DevSecOps Engineer (# 365308)
$85,000 - $115,000/Yr
University of Minnesota
posted about 1 month ago
Full-time - Mid Level
Educational Services
About the position
The University of Minnesota's Minnesota Supercomputing Institute (MSI) is seeking a skilled DevSecOps Engineer to lead security analysis and implementation within a large, research-focused, Linux-based enterprise. This role involves developing security controls that align with operational requirements while collaborating with the operations team and the Research Computing's Security Assurance Team. The engineer will be responsible for implementing and verifying security controls using standard tools, ensuring a balance between security and usability in research environments.
Responsibilities
- Analyze security and policy requirements for infrastructure platforms, Linux systems, storage platforms, and network devices.
- Design, test, and implement security technologies and controls in collaboration with operations staff.
- Coordinate responses to security issues raised by monitoring operations and the RI Security Assurance Team.
- Ensure security controls meet research usability and security requirements.
- Identify and remediate system operational and performance issues related to security controls.
- Participate in operations project teams requiring security and policy expertise.
- Act as a security-related subject matter expert for escalated end-user issues.
- Prioritize, plan, and scope tasks and projects with minimal supervision.

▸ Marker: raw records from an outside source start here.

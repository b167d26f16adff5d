//! Deterministic simulation module
//!
//! All gameplay logic lives here. Given the same seed, tuning and inputs a
//! session plays out identically:
//! - Seeded RNG only (owned by the session)
//! - Every state change goes through a named action
//! - No rendering or platform dependencies

pub mod actions;
pub mod collision;
pub mod course;
pub mod movement;
pub mod scheduler;
pub mod session;
pub mod state;
pub mod tick;

pub use actions::Action;
pub use collision::{HoldStatus, HoldTimer, ProximityEvent, ProximityTarget, ProximityTracker, in_finish_zone};
pub use course::{Bounds, Course, Platform, PLAYER_SPAWN, PORTAL_POSITION, treasure_field};
pub use movement::{Player, Terrain};
pub use scheduler::{DeferredReset, Expiry, Scheduler, SpawnTimer};
pub use session::{PORTAL_ID, Session, Snapshot};
pub use state::{
    GameEvent, GamePhase, GameState, ParkourState, PowerUpKind, PowerUpSpawn, TreasureRecord,
    WeatherEvent, WeatherKind,
};
pub use tick::{TickInput, tick};
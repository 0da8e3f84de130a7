//! Number-theory functions: modular exponentiation, probabilistic
//! primality, random residues, and prime enumeration

use alloc::vec::Vec;

use num_bigint::{BigInt, BigUint, RandBigInt};
use num_traits::{One, Zero};
use rand::RngCore;

use zring_api::error::{Error, Result};

use crate::bigint::{rendered, Integer};


/// Default number of Miller-Rabin rounds used by [`probab_prime`]
pub const DEFAULT_PRIMALITY_REPS: u32 = 20;

/// Trial division covers all primes up to this bound before Miller-Rabin
const SMALL_PRIME_LIMIT: u64 = 1_000;

/// `base^exponent mod modulus`
///
/// Fails with [`Error::InvalidModulus`] unless `modulus > 1`. A negative
/// exponent inverts the base first and fails with [`Error::InvMod`] when
/// no inverse exists.
pub fn power_mod(base: &Integer, exponent: &Integer, modulus: &Integer) -> Result<Integer> {
    if modulus <= &Integer::one() {
        return Err(Error::InvalidModulus {
            modulus: rendered(modulus),
        });
    }
    let base = if exponent.sign() < 0 {
        inv_mod(base, modulus)?
    } else {
        base.rem_floor(modulus)?
    };
    // Base and exponent are non-negative here, so BigInt::modpow applies
    Ok(Integer(base.0.modpow(&exponent.abs().0, &modulus.0)))
}

/// Multiplicative inverse of `value` modulo `modulus`
///
/// Fails with [`Error::InvMod`] carrying both operands when
/// `gcd(value, modulus) != 1`.
pub fn inv_mod(value: &Integer, modulus: &Integer) -> Result<Integer> {
    if modulus <= &Integer::one() {
        return Err(Error::InvalidModulus {
            modulus: rendered(modulus),
        });
    }
    let (d, s, _) = value.gcdx(modulus);
    if !d.is_one() {
        return Err(Error::InvMod {
            value: rendered(value),
            modulus: rendered(modulus),
        });
    }
    s.rem_floor(modulus)
}

/// Miller-Rabin probabilistic primality test with `reps` random bases
///
/// Always correct for composites found by trial division; otherwise the
/// error probability is at most 4^(-reps) per call.
pub fn is_prime<G: RngCore + ?Sized>(rng: &mut G, n: &Integer, reps: u32) -> bool {
    if n.sign() <= 0 {
        return false;
    }
    let n = n.0.magnitude();
    let two = BigUint::from(2u32);
    if *n < two {
        return false;
    }

    // Trial division by the small primes settles everything below the
    // square of the sieve bound
    for p in primes_upto(SMALL_PRIME_LIMIT) {
        let p = BigUint::from(p);
        if *n == p {
            return true;
        }
        if (n % &p).is_zero() {
            return false;
        }
    }
    if *n < BigUint::from(SMALL_PRIME_LIMIT * SMALL_PRIME_LIMIT) {
        return true;
    }

    // n - 1 = d * 2^s with d odd
    let n_minus_1 = n - BigUint::one();
    let s = n_minus_1.trailing_zeros().unwrap_or(0);
    let d = &n_minus_1 >> s;

    'witness: for _ in 0..reps {
        let a = rng.gen_biguint_range(&two, &n_minus_1);
        let mut x = a.modpow(&d, n);
        if x.is_one() || x == n_minus_1 {
            continue;
        }
        for _ in 1..s {
            x = x.modpow(&two, n);
            if x == n_minus_1 {
                continue 'witness;
            }
        }
        return false;
    }
    true
}

/// [`is_prime`] with the default round count and a thread-local RNG
#[cfg(feature = "std")]
pub fn probab_prime(n: &Integer) -> bool {
    is_prime(&mut rand::thread_rng(), n, DEFAULT_PRIMALITY_REPS)
}

/// A uniformly random integer in `[0, bound)`
///
/// Fails when `bound <= 0`.
pub fn random_below<G: RngCore + ?Sized>(rng: &mut G, bound: &Integer) -> Result<Integer> {
    if bound.sign() <= 0 {
        return Err(Error::param("bound", "must be positive"));
    }
    Ok(Integer(BigInt::from(
        rng.gen_biguint_below(bound.0.magnitude()),
    )))
}

/// A uniformly random non-negative integer below `2^bits`
pub fn random_bits<G: RngCore + ?Sized>(rng: &mut G, bits: u64) -> Integer {
    Integer(BigInt::from(rng.gen_biguint(bits)))
}

/// The smallest probable prime greater than or equal to `n`
pub fn next_prime<G: RngCore + ?Sized>(rng: &mut G, n: &Integer) -> Integer {
    let two = Integer::from(2);
    if n <= &two {
        return two;
    }
    let mut candidate = if n.is_even() {
        n + &Integer::one()
    } else {
        n.clone()
    };
    while !is_prime(rng, &candidate, DEFAULT_PRIMALITY_REPS) {
        candidate = candidate + Integer::from(2);
    }
    candidate
}

/// A random probable prime of exactly `bits` bits
///
/// Fails when `bits < 2`, since there is no prime below 2 bits.
pub fn random_prime<G: RngCore + ?Sized>(rng: &mut G, bits: u64) -> Result<Integer> {
    if bits < 2 {
        return Err(Error::param("bits", "a prime needs at least 2 bits"));
    }
    loop {
        let mut c = rng.gen_biguint(bits);
        c.set_bit(bits - 1, true);
        c.set_bit(0, true);
        let candidate = Integer(BigInt::from(c));
        if is_prime(rng, &candidate, DEFAULT_PRIMALITY_REPS) {
            return Ok(candidate);
        }
    }
}

/// All primes up to and including `limit`, by the sieve of Eratosthenes
pub fn primes_upto(limit: u64) -> Vec<u64> {
    if limit < 2 {
        return Vec::new();
    }
    let limit = limit as usize;
    let mut composite = alloc::vec![false; limit + 1];
    let mut primes = Vec::new();
    for n in 2..=limit {
        if composite[n] {
            continue;
        }
        primes.push(n as u64);
        let mut multiple = n * n;
        while multiple <= limit {
            composite[multiple] = true;
            multiple += n;
        }
    }
    primes
}
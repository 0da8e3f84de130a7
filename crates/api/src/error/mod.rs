//! Error handling for the zring arithmetic layer

use alloc::borrow::Cow;
use alloc::string::String;

use core::fmt;

/// The error type for arithmetic operations
///
/// Every variant is raised synchronously at the point of violation and is
/// never retried or suppressed internally; arithmetic correctness requires
/// surfacing each condition to the caller.
#[derive(Debug, Clone, PartialEq, Eq)]
pub enum Error {
    /// A modulus of 1 or less was passed to context or ring initialization,
    /// or an element was constructed before any modulus was set (the
    /// uninitialized slot renders as modulus "0")
    InvalidModulus {
        /// Decimal rendering of the offending modulus
        modulus: String,
    },

    /// Integer or polynomial division with a zero divisor
    DivisionByZero {
        /// Operation that was attempted
        operation: &'static str,
    },

    /// A multiplicative inverse was requested for a non-invertible element
    ///
    /// Carries both operands so callers can inspect which value/modulus
    /// combination failed; this is deliberately distinct from a generic
    /// domain error.
    InvMod {
        /// Decimal rendering of the element that has no inverse
        value: String,
        /// Decimal rendering of the modulus it was inverted against
        modulus: String,
    },

    /// Vector or matrix operand size mismatch
    DimensionMismatch {
        /// Operation where the mismatch occurred
        context: &'static str,
        /// Expected dimension
        expected: usize,
        /// Actual dimension
        actual: usize,
    },

    /// Internal consistency failure, e.g. extension-field inversion
    /// discovering the configured modulus polynomial is not irreducible
    InvariantViolation {
        /// Subsystem where the invariant broke
        context: &'static str,
        /// Additional details about the failure
        details: String,
    },

    /// Parameter validation error
    Parameter {
        /// Name of the invalid parameter
        name: Cow<'static, str>,
        /// Reason why the parameter is invalid
        reason: Cow<'static, str>,
    },
}

impl Error {
    /// Shorthand to create a Parameter error
    pub fn param<N: Into<Cow<'static, str>>, R: Into<Cow<'static, str>>>(
        name: N,
        reason: R,
    ) -> Self {
        Error::Parameter {
            name: name.into(),
            reason: reason.into(),
        }
    }
}

/// Result type for arithmetic operations
pub type Result<T> = core::result::Result<T, Error>;

impl fmt::Display for Error {
    fn fmt(&self, f: &mut fmt::Formatter<'_>) -> fmt::Result {
        match self {
            Error::InvalidModulus { modulus } => {
                write!(f, "Invalid modulus {}: must be greater than 1", modulus)
            }
            Error::DivisionByZero { operation } => {
                write!(f, "Division by zero in {}", operation)
            }
            Error::InvMod { value, modulus } => {
                write!(f, "{} is not invertible modulo {}", value, modulus)
            }
            Error::DimensionMismatch {
                context,
                expected,
                actual,
            } => {
                write!(
                    f,
                    "Dimension mismatch in {}: expected {}, got {}",
                    context, expected, actual
                )
            }
            Error::InvariantViolation { context, details } => {
                write!(f, "Invariant violation in {}: {}", context, details)
            }
            Error::Parameter { name, reason } => {
                write!(f, "Invalid parameter '{}': {}", name, reason)
            }
        }
    }
}

// Implement std::error::Error when std is available
#[cfg(feature = "std")]
impl std::error::Error for Error {}

// Include the validation submodule
pub mod validate;

#[cfg(test)]
mod tests;
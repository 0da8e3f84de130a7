//! Validation utilities for arithmetic operations

use alloc::string::ToString;

use super::{Error, Result};

/// Validate a parameter condition
#[inline(always)]
pub fn parameter(condition: bool, name: &'static str, reason: &'static str) -> Result<()> {
    if !condition {
        return Err(Error::param(name, reason));
    }
    Ok(())
}

/// Validate that a modulus is usable, i.e. strictly greater than 1
///
/// `rendered` is the decimal rendering of the modulus, carried into the
/// error for diagnostics.
#[inline(always)]
pub fn modulus<D: ToString>(usable: bool, rendered: &D) -> Result<()> {
    if !usable {
        return Err(Error::InvalidModulus {
            modulus: rendered.to_string(),
        });
    }
    Ok(())
}

/// Validate a dimension
#[inline(always)]
pub fn dimension(context: &'static str, actual: usize, expected: usize) -> Result<()> {
    if actual != expected {
        return Err(Error::DimensionMismatch {
            context,
            expected,
            actual,
        });
    }
    Ok(())
}

/// Validate a nonzero divisor
#[inline(always)]
pub fn divisor(nonzero: bool, operation: &'static str) -> Result<()> {
    if !nonzero {
        return Err(Error::DivisionByZero { operation });
    }
    Ok(())
}
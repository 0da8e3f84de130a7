//! Capability traits for coefficient rings and fields
//!
//! The polynomial layer and the linear-algebra layer are generic over these
//! traits. A *ring descriptor* value (e.g. a prime-field descriptor holding
//! its modulus) implements [`Ring`]; elements are plain data of the
//! associated `Elem` type. Carrying the modulus in the descriptor rather
//! than in global state is what makes the arithmetic race-free and lets
//! quotient constructions nest (a GF(p^k) descriptor is itself a `Ring`).

mod rings;

pub use rings::{Field, FiniteField, Ring};
//! Property tests for the ring and field axioms

use proptest::prelude::*;

use zring_algorithms::bigint::Integer;
use zring_algorithms::gf2::{Gf2, Gf2Ring};
use zring_algorithms::modular::{ModInt, ModInt64, ModRing, ModRing64};
use zring_api::traits::Field;

const P: i64 = 10_007;

fn ring() -> ModRing {
    ModRing::new(&Integer::from(P)).unwrap()
}

proptest! {
    #[test]
    fn addition_is_associative(a in -P..P, b in -P..P, c in -P..P) {
        let ring = ring();
        let (a, b, c) = (
            ModInt::new_in(&ring, a),
            ModInt::new_in(&ring, b),
            ModInt::new_in(&ring, c),
        );
        prop_assert_eq!(&(&a + &b) + &c, &a + &(&b + &c));
    }

    #[test]
    fn addition_is_commutative(a in -P..P, b in -P..P) {
        let ring = ring();
        let (a, b) = (ModInt::new_in(&ring, a), ModInt::new_in(&ring, b));
        prop_assert_eq!(&a + &b, &b + &a);
    }

    #[test]
    fn multiplication_distributes(a in -P..P, b in -P..P, c in -P..P) {
        let ring = ring();
        let (a, b, c) = (
            ModInt::new_in(&ring, a),
            ModInt::new_in(&ring, b),
            ModInt::new_in(&ring, c),
        );
        prop_assert_eq!(&a * &(&b + &c), &(&a * &b) + &(&a * &c));
    }

    #[test]
    fn additive_inverses_cancel(a in -P..P) {
        let ring = ring();
        let a = ModInt::new_in(&ring, a);
        prop_assert!((&a + &(-&a)).is_zero());
    }

    #[test]
    fn nonzero_elements_have_inverses(a in 1..P) {
        let ring = ring();
        let a = ModInt::new_in(&ring, a);
        let inv = a.inv().unwrap();
        prop_assert!((&a * &inv).is_one());
    }

    #[test]
    fn representative_is_canonical(x in proptest::num::i64::ANY) {
        let ring = ring();
        let a = ModInt::new_in(&ring, x);
        let rep = a.rep().to_i64().unwrap();
        prop_assert!((0..P).contains(&rep));
        // Shifting by the modulus does not change the class
        if let Some(shifted) = x.checked_add(P) {
            prop_assert_eq!(a, ModInt::new_in(&ring, shifted));
        }
    }

    #[test]
    fn word_field_matches_big_field(a in -P..P, b in -P..P) {
        let big = ring();
        let word = ModRing64::new(P as u64).unwrap();
        let (ba, bb) = (ModInt::new_in(&big, a), ModInt::new_in(&big, b));
        let (wa, wb) = (ModInt64::new_in(&word, a), ModInt64::new_in(&word, b));
        prop_assert_eq!((&ba * &bb).rep().to_u64().unwrap(), (wa * wb).rep());
        prop_assert_eq!((&ba + &bb).rep().to_u64().unwrap(), (wa + wb).rep());
        prop_assert_eq!((&ba - &bb).rep().to_u64().unwrap(), (wa - wb).rep());
    }

    #[test]
    fn integer_gcdx_bezout(a in proptest::num::i32::ANY, b in proptest::num::i32::ANY) {
        let (a, b) = (Integer::from(a), Integer::from(b));
        let (d, s, t) = a.gcdx(&b);
        prop_assert_eq!(&(&a * &s) + &(&b * &t), d.clone());
        prop_assert_eq!(d, a.gcd(&b));
    }

    #[test]
    fn integer_floor_division_identity(a in proptest::num::i32::ANY, b in proptest::num::i32::ANY) {
        prop_assume!(b != 0);
        let (a, b) = (Integer::from(a), Integer::from(b));
        let (q, r) = a.divrem(&b).unwrap();
        prop_assert_eq!(&(&q * &b) + &r, a);
    }
}

#[test]
fn gf2_axioms_exhaustively() {
    let gf2 = Gf2Ring;
    let elems = [Gf2::ZERO, Gf2::ONE];
    for &a in &elems {
        for &b in &elems {
            assert_eq!(a + b, b + a);
            assert_eq!(a * b, b * a);
            for &c in &elems {
                assert_eq!((a + b) + c, a + (b + c));
                assert_eq!(a * (b + c), a * b + a * c);
            }
        }
        assert_eq!(a + a, Gf2::ZERO);
        assert_eq!(-a, a);
    }
    assert!(gf2.inv(&Gf2::ONE).is_ok());
    assert!(gf2.inv(&Gf2::ZERO).is_err());
}
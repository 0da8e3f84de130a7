//! Random polynomial sampling

use alloc::vec::Vec;

use rand::RngCore;

use zring_api::traits::FiniteField;

use super::Poly;

/// A polynomial with uniformly random coefficients for `x^0 .. x^(len-1)`
///
/// The result has degree strictly less than `len`; it can be lower when
/// the leading draws happen to be zero, and `len == 0` yields the zero
/// polynomial.
pub fn random_poly<F, G>(rng: &mut G, ring: &F, len: usize) -> Poly<F>
where
    F: FiniteField,
    G: RngCore + ?Sized,
{
    let coeffs: Vec<F::Elem> = (0..len).map(|_| ring.random_elem(rng)).collect();
    Poly::from_coeffs(ring.clone(), coeffs)
}

/// A uniformly random monic polynomial of exactly the given degree
pub fn random_monic<F, G>(rng: &mut G, ring: &F, degree: usize) -> Poly<F>
where
    F: FiniteField,
    G: RngCore + ?Sized,
{
    let mut poly = random_poly(rng, ring, degree);
    poly.set_coeff(degree, ring.one());
    poly
}
//! Irreducibility testing over finite fields
//!
//! Uses the Ben-Or variant of the distinct-degree test: a squarefree `f`
//! of degree n over GF(q) is irreducible exactly when it shares no factor
//! with `x^(q^i) - x` for any `i <= n/2`, since that polynomial is the
//! product of all irreducibles whose degree divides `i`. The iterated
//! `q`-th powers are computed by modular square-and-multiply, so the test
//! is complete for every degree, not just small ones.

use zring_api::error::Result;
use zring_api::traits::FiniteField;

use super::{FieldPolyExt, Poly};

/// Operations available when the coefficients form a finite field
pub trait FiniteFieldPolyExt<F: FiniteField> {
    /// Whether the polynomial is irreducible over its coefficient field
    ///
    /// Constants (including zero) are not irreducible; every degree-1
    /// polynomial is.
    fn is_irreducible(&self) -> Result<bool>;
}

impl<F: FiniteField> FiniteFieldPolyExt<F> for Poly<F> {
    fn is_irreducible(&self) -> Result<bool> {
        let n = self.degree();
        if n <= 0 {
            return Ok(false);
        }
        if n == 1 {
            return Ok(true);
        }

        // Squarefree fast path: a vanishing derivative means a perfect
        // p-th power, and a repeated factor shows up in gcd(f, f')
        let d = self.derivative();
        if d.is_zero() {
            return Ok(false);
        }
        if self.gcd(&d)?.degree() > 0 {
            return Ok(false);
        }

        let q = self.ring().order();
        let x = Poly::x(self.ring().clone());
        let mut h = x.clone();
        for _ in 0..(n as u64) / 2 {
            // h = x^(q^i) mod f, by raising the previous power to the q-th
            h = h.powmod(&q, self)?;
            let probe = &h - &x;
            // gcd(f, x^(q^i) - x) collects all factors of degree dividing i
            if self.gcd(&probe)?.degree() != 0 {
                return Ok(false);
            }
        }
        Ok(true)
    }
}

- Manage tickets, tasks, and projects in MSI's tracking systems.
- Explore new technologies to solve unique problems and enhance MSI's capabilities.
- Provide support for escalated issues related to MSI resources.
- Track security vulnerabilities, devise mitigation strategies, and monitor implementation.
- Pursue professional development through training and workshops.
- Publish papers or presentations to share findings and advance Research Computing.
- Participate in a lightweight 24x7 on-call rotation.
Requirements
- BA/BS degree and at least 4 years of work experience in Linux Systems Administration and Security, or a Master's degree and at least 2 years of experience.
- Experience in Linux systems and infrastructure operations.
- Excellent oral and written communication and leadership skills.
- Ability to work independently with periodic guidance.
Nice-to-haves
- Experience in Linux HPC or research computing environments.
- Experience deploying SIEM tools in a Linux environment (e.g., Wazuh, CIS-CAT, Security Onion).
- Familiarity with systems configuration management environments (e.g., Puppet, Salt, Ansible).
- Experience implementing security and policy controls while balancing usability and performance.
- Experience with software integrity validation tools using SBOMs or similar technologies.
- Experience with implementation of HIPAA, HITRUST, FISMA, or NIST security policies.
Benefits
- Competitive wages, paid holidays, and generous time off.
- Continuous learning opportunities through professional training and degree-seeking programs.
- Low-cost medical, dental, and pharmacy plans.
- Healthcare and dependent care flexible spending accounts.
- University HSA contributions.
- Disability and employer-paid life insurance.
- Employee wellbeing program.
- Excellent retirement plans with employer contribution.
- Public Service Loan Forgiveness (PSLF) opportunity.
- Financial counseling services.
- Employee Assistance Program with eight sessions of counseling at no cost.
- Employee Transit Pass with free or reduced rates in the Twin Cities metro area.